Ependymoma is a tumor that develops in the central nervous system. It forms from the epndymal cells.
There are three different types of classifications for the disease, WHO grade 1, WHO grade 2 and WHO grade 3.
- Grade 1 consists of myxopapillary ependymoma and subependymoma.
- Grade 2 has epndymoma with clear cell variants and cellular papillary
- Grade 3 has anaplastic epndymoma
The myxopapillary ependymoma is known to be a morphologically and biologically distinct part of ependymoma: it is known to develop mostly in the cauda equina region of the body. At this point it behaves like Grade 2 ependymoma.
The subpendymoma tumor isn’t as common, but the lesions show similar benign characteristics of myxopapillary ependymoma. The tumor considered to be a primitive neuroectodermal tumor, or PNET, is the ependymoblastomas, which is distinctly from ependymoma.
Risk Factors and Causes
There are no known environmental causes for ependymomas, but there have been a number of mutations in the genes in the patients that are diagnosed with the disease. There has yet to be a determination for the relationship between the mutation and the progression of the tumor.
Signs and Symptoms
The ependymoma tumor is slow growing, so the signs and symptoms usually take time to show; it can sometimes take months. One of the top symptoms of ependymoma is an increased pressure inside the skull, also known as intracranial pressure. This is due to blockage in the ventricles, which is a space in the brain that is filled with fluid.

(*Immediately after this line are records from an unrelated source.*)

//! LUP decomposition of square matrices, with partial pivoting
//!
//! `P * M = L * U`, where `P` permutes the rows of `M`, `L` is lower
//! triangular with a unit diagonal and `U` is upper triangular. Both `L` and
//! `U` are stored in the same matrix. Once decomposed, `M` can be used to
//! solve linear systems, and its determinant and inverse come almost for
//! free.
//!
//! ```
//! use tensex::{AbsoluteTolerance, Lup, Matrix, Vector};
//!
//! let m = Matrix::new([[2.0, 1.0], [1.0, 3.0]]);
//! let lup = Lup::decompose(&m, &AbsoluteTolerance::default())?;
//! assert_eq!(lup.determinant(), 5.0);
//! assert_eq!(lup.solve(&Vector::new([3.0, 4.0])), Vector::new([1.0, 1.0]));
//! # Ok::<(), tensex::LupError>(())
//! ```

use crate::{
    expr::IntoOperand,
    numeric::*,
    rank::VectorRank,
    tensor::{Matrix, Vector},
    tolerance::AbsoluteTolerance,
    Operand,
};
use array_init::array_init;
use std::fmt::Debug;
use thiserror::Error;

#[derive(Debug, Clone, Copy, PartialEq, Eq, Error)]
pub enum LupError {
    /// No usable pivot was found in this column: the matrix is singular
    /// (within the given tolerance)
    #[error("singular matrix: no pivot in column {column}")]
    Singular { column: usize },
}

/// A decomposed `N`x`N` matrix
#[derive(Debug, Clone, Copy, PartialEq)]
pub struct Lup<T, const N: usize> {
    lu: Matrix<T, N, N>,
    permutation: [usize; N],
    swaps: usize,
}

impl<T: Field + Debug, const N: usize> Lup<T, N> {
    /// Decompose `m`. At each column, the row with the largest pivot (in
    /// absolute value) is moved up. Fails when that pivot is zero within
    /// `tolerance`
    pub fn decompose(m: &Matrix<T, N, N>, tolerance: &AbsoluteTolerance<T>) -> Result<Self, LupError> {
        let mut lu = *m;
        let mut permutation: [usize; N] = array_init(|i| i);
        let mut swaps = 0;

        for k in 0..N {
            let mut pivot_row = k;
            let mut pivot = lu.0[k][k].abs();
            for i in k + 1..N {
                let candidate = lu.0[i][k].abs();
                if candidate > pivot {
                    pivot_row = i;
                    pivot = candidate;
                }
            }
            if tolerance.is_zero(pivot) {
                tracing::debug!(column = k, ?pivot, "no pivot found, matrix is singular");
                return Err(LupError::Singular { column: k });
            }
            if pivot_row != k {
                tracing::trace!(column = k, with = pivot_row, "swapping rows");
                permutation.swap(k, pivot_row);
                lu.0.swap(k, pivot_row);
                swaps += 1;
            }
            for i in k + 1..N {
                let factor = lu.0[i][k].over(lu.0[k][k]);
                lu.0[i][k] = factor;
                for j in k + 1..N {
                    lu.0[i][j] = lu.0[i][j].minus(factor.times(lu.0[k][j]));
                }
            }
        }

        Ok(Lup {
            lu,
            permutation,
            swaps,
        })
    }

    /// Solve `M * x = b`. `b` may be any vector operand, including an
    /// unevaluated expression
    pub fn solve<B>(&self, b: B) -> Vector<T, N>
    where
        B: IntoOperand,
        B::Operand: Operand<Rank = VectorRank<N>, Coord = T>,
    {
        let b = b.into_operand();
        let lu = &self.lu.0;

        // L * y = P * b
        let mut y = [T::zero(); N];
        for i in 0..N {
            let yi = (0..i).fold(b.at(self.permutation[i]), |acc, j| acc.minus(lu[i][j].times(y[j])));
            y[i] = yi;
        }
        // U * x = y
        let mut x = [T::zero(); N];
        for i in (0..N).rev() {
            let rest = (i + 1..N).fold(y[i], |acc, j| acc.minus(lu[i][j].times(x[j])));
            x[i] = rest.over(lu[i][i]);
        }
        Vector::new(x)
    }

    pub fn determinant(&self) -> T {
        let d = (0..N).fold(T::one(), |acc, i| acc.times(self.lu.0[i][i]));
        if self.swaps % 2 == 1 {
            -d
        } else {
            d
        }
    }

    /// `M⁻¹`, one solved column at a time
    pub fn inverse(&self) -> Matrix<T, N, N> {
        let columns: [Vector<T, N>; N] = array_init(|c| {
            let unit = Vector::from_fn(|r| if r == c { T::one() } else { T::zero() });
            self.solve(&unit)
        });
        Matrix::from_fn(|r, c| columns[c].0[r])
    }

    /// `L`, with its unit diagonal
    pub fn lower(&self) -> Matrix<T, N, N> {
        Matrix::from_fn(|r, c| match r.cmp(&c) {
            std::cmp::Ordering::Greater => self.lu.0[r][c],
            std::cmp::Ordering::Equal => T::one(),
            std::cmp::Ordering::Less => T::zero(),
        })
    }

    pub fn upper(&self) -> Matrix<T, N, N> {
        Matrix::from_fn(|r, c| if r <= c { self.lu.0[r][c] } else { T::zero() })
    }

    /// Row `i` of `P * M` is row `permutation()[i]` of `M`
    pub fn permutation(&self) -> &[usize; N] {
        &self.permutation
    }

    pub fn permutation_matrix(&self) -> Matrix<T, N, N> {
        Matrix::from_fn(|r, c| if self.permutation[r] == c { T::one() } else { T::zero() })
    }

    /// How many row swaps the pivoting did
    pub fn swaps(&self) -> usize {
        self.swaps
    }
}

/// Determinant of `m`, zero if `m` is singular within `tolerance`
pub fn determinant<T: Field + Debug, const N: usize>(m: &Matrix<T, N, N>, tolerance: &AbsoluteTolerance<T>) -> T {
    match Lup::decompose(m, tolerance) {
        Ok(lup) => lup.determinant(),
        Err(LupError::Singular { .. }) => T::zero(),
    }
}

#[cfg(test)]
mod tests {
    use super::*;
    use crate::{construct, test_macros::*};
    use rstest::*;

    #[fixture]
    fn clrs() -> Matrix<f64, 4, 4> {
        Matrix::new([
            [2.0, 0.0, 2.0, 0.6],
            [3.0, 3.0, 4.0, -2.0],
            [5.0, 5.0, 4.0, 2.0],
            [-1.0, -2.0, 3.4, -1.0],
        ])
    }

    #[fixture]
    fn tolerance() -> AbsoluteTolerance<f64> {
        AbsoluteTolerance::default()
    }

    #[rstest]
    fn pivoting(clrs: Matrix<f64, 4, 4>, tolerance: AbsoluteTolerance<f64>) {
        let lup = Lup::decompose(&clrs, &tolerance).unwrap();
        assert_eq!(lup.permutation(), &[2, 0, 3, 1]);
        assert_eq!(lup.swaps(), 3);
        let u = lup.upper();
        assert_close!(Vector::new([u.0[0][0], u.0[1][1], u.0[2][2], u.0[3][3]]), Vector::new([5.0, -2.0, 4.0, -3.0]));
    }

    #[rstest]
    fn factors_recompose(clrs: Matrix<f64, 4, 4>, tolerance: AbsoluteTolerance<f64>) {
        let lup = Lup::decompose(&clrs, &tolerance).unwrap();
        let (l, u, p) = (lup.lower(), lup.upper(), lup.permutation_matrix());
        let lu: Matrix<f64, 4, 4> = construct(&l * &u);
        let pm: Matrix<f64, 4, 4> = construct(&p * &clrs);
        assert_close!(lu, pm);
    }

    #[rstest]
    fn determinant_and_inverse(clrs: Matrix<f64, 4, 4>, tolerance: AbsoluteTolerance<f64>) {
        let lup = Lup::decompose(&clrs, &tolerance).unwrap();
        assert_close!(lup.determinant(), -120.0);
        assert_close!(determinant(&clrs, &tolerance), -120.0);
        let inv = lup.inverse();
        let id: Matrix<f64, 4, 4> = construct(&inv * &clrs);
        assert_close!(id, Matrix::identity());
    }

    #[rstest]
    fn solver(tolerance: AbsoluteTolerance<f64>) {
        let m = Matrix::new([
            [1.0, 2.0, 0.0, 5.0],
            [3.0, 5.0, 4.0, 6.0],
            [5.0, 6.0, 3.0, 7.0],
            [8.0, 10.0, 9.0, 9.0],
        ]);
        let b = Vector::new([0.1, 12.5, 10.3, 8.0]);
        let lup = Lup::decompose(&m, &tolerance).unwrap();
        let x = lup.solve(&b);
        let residual: Vector<f64, 4> = construct(&m * &x);
        assert_close!(residual, b);
        // the right-hand side can be left unevaluated
        assert_close!(lup.solve(&m * &x), x);
    }

    #[rstest]
    #[case::rank_one(Matrix::new([[1.0, 2.0, 3.0], [2.0, 4.0, 6.0], [3.0, 6.0, 9.0]]), 1)]
    #[case::dependent_rows(Matrix::new([[1.0, 2.0, 3.0], [2.0, 4.0, 6.0], [1.0, 0.0, 1.0]]), 2)]
    #[case::zero(Matrix::zero(), 0)]
    fn singular_matrices(#[case] m: Matrix<f64, 3, 3>, #[case] column: usize, tolerance: AbsoluteTolerance<f64>) {
        assert_eq!(Lup::decompose(&m, &tolerance), Err(LupError::Singular { column }));
        assert_eq!(determinant(&m, &tolerance), 0.0);
    }

    #[test]
    fn error_message() {
        assert_eq!(
            LupError::Singular { column: 2 }.to_string(),
            "singular matrix: no pivot in column 2"
        );
    }
}
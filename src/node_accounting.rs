//! NodeAccounting: derives per-node available capacity by subtracting
//! in-flight placements of running workloads (§4.3).

use std::collections::HashMap;

use crate::resource::ResourceList;
use crate::types::{Node, Workload};

/// Where a running workload's replicas currently sit, as reported by the
/// execution layer. A workload between admission and the execution layer
/// publishing placements has no entry here yet (§4.3) — it still consumes
/// aggregate quota via [`crate::tick`] but does not fragment any node.
pub type PlacementMap<'a> = HashMap<&'a str, ResourceList>;

#[derive(Debug, Clone)]
pub struct NodeAvailability {
    pub node_name: String,
    pub available: ResourceList,
}

/// Computes per-node availability for a workspace. `placements` maps a
/// running workload id (by name, matching the keys produced by the caller)
/// to its per-node resource usage; workloads without a placement entry are
/// skipped here (they don't fragment any node yet) even though they still
/// count against the aggregate (handled separately in `tick`).
///
/// `tolerate_unhealthy` is applied symmetrically (§4.3, §9): a node excluded
/// from the candidate's capacity view by unhealthiness must also have its
/// usage excluded, or the leftover total would double-subtract and could go
/// negative.
pub fn available_per_node(
    nodes: &[Node],
    running: &[&Workload],
    placements_by_workload: &HashMap<String, PlacementMap>,
    tolerate_unhealthy: bool,
) -> Vec<NodeAvailability> {
    let mut used: HashMap<&str, ResourceList> = HashMap::new();

    for workload in running {
        let Some(placement) = placements_by_workload.get(workload.name.as_str()) else {
            continue;
        };
        for (node_name, usage) in placement {
            let Some(node) = nodes.iter().find(|n| n.name == *node_name) else {
                continue;
            };
            if !node.is_available(tolerate_unhealthy) {
                continue;
            }
            let entry = used
                .entry(node.name.as_str())
                .or_default();
            *entry = entry.add(usage);
        }
    }

    nodes
        .iter()
        .filter(|n| n.is_available(tolerate_unhealthy))
        .map(|n| {
            let usage = used.get(n.name.as_str()).cloned().unwrap_or_default();
            NodeAvailability {
                node_name: n.name.clone(),
                available: n.capacity.subtract(&usage),
            }
        })
        .collect()
}

/// Counts how many available nodes can fit one replica of `per_replica`,
/// optionally restricted by a node-label selector (§4.7 per-node fit check).
pub fn nodes_fitting<'a>(
    availabilities: &'a [NodeAvailability],
    nodes: &[Node],
    per_replica: &ResourceList,
    selector: &std::collections::BTreeMap<String, String>,
) -> Vec<&'a NodeAvailability> {
    availabilities
        .iter()
        .filter(|avail| {
            let matches_selector = nodes
                .iter()
                .find(|n| n.name == avail.node_name)
                .is_some_and(|n| n.matches_selector(selector));
            matches_selector && per_replica.contains_within(&avail.available).0
        })
        .collect()
}

#[cfg(test)]
mod tests {
    use super::*;
    use crate::resource::{binary_kib, count, decimal_millis, gpu_key, CPU, MEMORY};
    use crate::types::{ClusterId, HealthSummary, NodeFlavorId, Phase, ResourceRequest, WorkloadId, WorkspaceId};
    use chrono::Utc;
    use uuid::Uuid;

    fn node(name: &str, healthy: bool, gpus: i64) -> Node {
        Node {
            name: name.to_string(),
            workspace_id: WorkspaceId(Uuid::new_v4()),
            node_flavor_id: NodeFlavorId(Uuid::new_v4()),
            capacity: ResourceList::new()
                .with(CPU, decimal_millis(8000))
                .with(MEMORY, binary_kib(16 * 1024 * 1024))
                .with(gpu_key("nvidia.com"), count(gpus)),
            health: HealthSummary {
                healthy,
                reason: None,
            },
            labels: Default::default(),
        }
    }

    fn running_workload(name: &str) -> Workload {
        Workload {
            id: WorkloadId(Uuid::new_v4()),
            workspace_id: WorkspaceId(Uuid::new_v4()),
            cluster_id: ClusterId(Uuid::new_v4()),
            name: name.to_string(),
            priority: 0,
            request: ResourceRequest {
                per_replica: ResourceList::new(),
                replicas: 1,
            },
            suspended: false,
            tolerate_unhealthy_nodes: false,
            enable_preempt: false,
            dependencies: vec![],
            cron_entries: vec![],
            node_selector: Default::default(),
            dispatch_count: 1,
            phase: Phase::Running,
            creation_time: Utc::now(),
            re_scheduled: false,
            being_preempted: false,
            conditions: vec![],
            queue_position: 0,
            scheduled_at: None,
            preempted_at: None,
            message: None,
        }
    }

    #[test]
    fn unreferenced_node_gets_full_capacity() {
        let nodes = vec![node("n1", true, 4)];
        let running = vec![];
        let placements = HashMap::new();
        let out = available_per_node(&nodes, &running, &placements, false);
        assert_eq!(out.len(), 1);
        assert_eq!(out[0].available.gpu_count("nvidia.com/gpu"), 4);
    }

    #[test]
    fn placement_usage_is_subtracted() {
        let nodes = vec![node("n1", true, 4)];
        let w = running_workload("job-a");
        let running = vec![&w];
        let mut placements: HashMap<String, PlacementMap> = HashMap::new();
        let mut p: PlacementMap = HashMap::new();
        p.insert("n1", ResourceList::new().with(gpu_key("nvidia.com"), count(2)));
        placements.insert("job-a".to_string(), p);

        let out = available_per_node(&nodes, &running, &placements, false);
        assert_eq!(out[0].available.gpu_count("nvidia.com/gpu"), 2);
    }

    #[test]
    fn unhealthy_node_excluded_unless_tolerated() {
        let nodes = vec![node("n1", false, 4)];
        let running = vec![];
        let placements = HashMap::new();

        let strict = available_per_node(&nodes, &running, &placements, false);
        assert!(strict.is_empty());

        let tolerant = available_per_node(&nodes, &running, &placements, true);
        assert_eq!(tolerant.len(), 1);
    }

    #[test]
    fn symmetric_tolerance_never_goes_negative() {
        // A workload placed on an unhealthy node must not count as usage
        // against a strict (non-tolerating) candidate's view, since that
        // node is excluded from the view entirely; the filter is symmetric.
        let nodes = vec![node("n1", false, 4)];
        let w = running_workload("job-a");
        let running = vec![&w];
        let mut placements: HashMap<String, PlacementMap> = HashMap::new();
        let mut p: PlacementMap = HashMap::new();
        p.insert("n1", ResourceList::new().with(gpu_key("nvidia.com"), count(2)));
        placements.insert("job-a".to_string(), p);

        let strict = available_per_node(&nodes, &running, &placements, false);
        assert!(strict.is_empty());
    }
}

The cerebral spinal fluid is what protects the brain and spinal cord, so when the tumor increases pressure in that area, it can cause swelling. When this happens, signs like headaches, sickness / vomiting and changes in sight will be shown. Other symptoms include swelling in the nerves located in the back of the eye, neck pain, irritability, rapid and jerky eye movements. Seizures and changes in behavior have also been noted as symptoms of ependymoma.
To determine which of the treatments are needed, the doctor must first look at a number of factors, including the patient’s age, general health, the position and size of the tumor and whether it has spread to other parts of the body. There are some risks for the brain in some procedures, but the physician you have will discuss this with you. Some of the treatments available include surgery, radiotherapy and chemotherapy.
Ependymoma is a rare tumor that can be found in both adults and children in four different locations, including the supra-tentorial, infra-tentorial, spine and conus-cauda-filum.Since this is a rarely diagnosed disease, it is sometimes difficult to get a proper diagnosis from a physician. There are no stages for ependymomas. Age and the treatment used will determine the outcome of the recovery for each patient. Most of the time, the younger patients have a better recovery.
There are no sure ways of preventing ependymomas.